BEGIN THE DATA
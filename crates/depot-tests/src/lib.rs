//! Scenario and adversarial test suite for Depot custody.
//!
//! The integration tests in this crate drive wallets and forwarders through
//! the in-memory chain, including hostile receivers that reenter it, and
//! check that authority and balance invariants hold throughout.

pub mod helpers;
//! In-memory native-currency ledger.
//!
//! [`MemoryLedger`] implements [`ValueTransfer`] over a plain balance map.
//! It can also model simple recipient behaviour for plain accounts: an
//! account may refuse all incoming value, or charge a receive cost that a
//! limited [`Budget`] must cover.
//!
//! Not thread-safe. The custody execution environment owns one ledger and
//! serializes access to it.

use serde::{Deserialize, Serialize};
use std::collections::{BTreeMap, BTreeSet};

use crate::address::Address;
use crate::error::TransferError;
use crate::traits::ValueTransfer;
use crate::types::Budget;

/// Balance map with optional per-account receive behaviour.
#[derive(Serialize, Deserialize, Clone, Debug, Default, PartialEq, Eq)]
pub struct MemoryLedger {
    balances: BTreeMap<Address, u64>,
    /// Accounts whose receive logic always fails.
    #[serde(default)]
    rejecting: BTreeSet<Address>,
    /// Receive cost per account; absent means free.
    #[serde(default)]
    receive_costs: BTreeMap<Address, u64>,
}

impl MemoryLedger {
    /// Create an empty ledger.
    pub fn new() -> Self {
        Self::default()
    }

    /// Mint `amount` into `account`.
    pub fn credit(&mut self, account: &Address, amount: u64) -> Result<(), TransferError> {
        let bal = self.balances.entry(*account).or_insert(0);
        *bal = bal.checked_add(amount).ok_or(TransferError::BalanceOverflow)?;
        Ok(())
    }

    /// Overwrite the balance of `account`. Test harness use.
    pub fn set_balance(&mut self, account: &Address, amount: u64) {
        if amount == 0 {
            self.balances.remove(account);
        } else {
            self.balances.insert(*account, amount);
        }
    }

    /// Make `account` refuse (or accept again) incoming value.
    pub fn reject_incoming(&mut self, account: &Address, reject: bool) {
        if reject {
            self.rejecting.insert(*account);
        } else {
            self.rejecting.remove(account);
        }
    }

    /// Charge `cost` against the forwarded budget whenever `account` receives.
    pub fn set_receive_cost(&mut self, account: &Address, cost: u64) {
        if cost == 0 {
            self.receive_costs.remove(account);
        } else {
            self.receive_costs.insert(*account, cost);
        }
    }

    /// Sum of all balances.
    pub fn total_supply(&self) -> u128 {
        self.balances.values().map(|v| *v as u128).sum()
    }

    /// Accounts with a non-zero balance.
    pub fn accounts(&self) -> impl Iterator<Item = (&Address, &u64)> {
        self.balances.iter().filter(|(_, v)| **v > 0)
    }

    fn check_recipient(&self, to: &Address, budget: Budget) -> Result<(), TransferError> {
        if self.rejecting.contains(to) {
            return Err(TransferError::Rejected(*to));
        }
        let cost = self.receive_costs.get(to).copied().unwrap_or(0);
        budget.consume(cost).map(|_| ())
    }
}

impl ValueTransfer for MemoryLedger {
    fn value_balance(&self, account: &Address) -> u64 {
        self.balances.get(account).copied().unwrap_or(0)
    }

    fn transfer_value(
        &mut self,
        from: &Address,
        to: &Address,
        amount: u64,
        budget: Budget,
    ) -> Result<(), TransferError> {
        let have = self.value_balance(from);
        if have < amount {
            return Err(TransferError::InsufficientFunds { have, need: amount });
        }
        self.check_recipient(to, budget)?;
        if from == to {
            return Ok(());
        }
        let credited = self
            .value_balance(to)
            .checked_add(amount)
            .ok_or(TransferError::BalanceOverflow)?;

        // Both sides validated; commit.
        self.set_balance(from, have - amount);
        self.set_balance(to, credited);
        Ok(())
    }
}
END THE DATA
- **INSTRUCTIONS FOR THE TASK**: Filter the data, keeping only the lines that contain "refuse".

- **WRITTEN REPLY**:
//! account may refuse all incoming value, or charge a receive cost that a
    /// Make `account` refuse (or accept again) incoming value.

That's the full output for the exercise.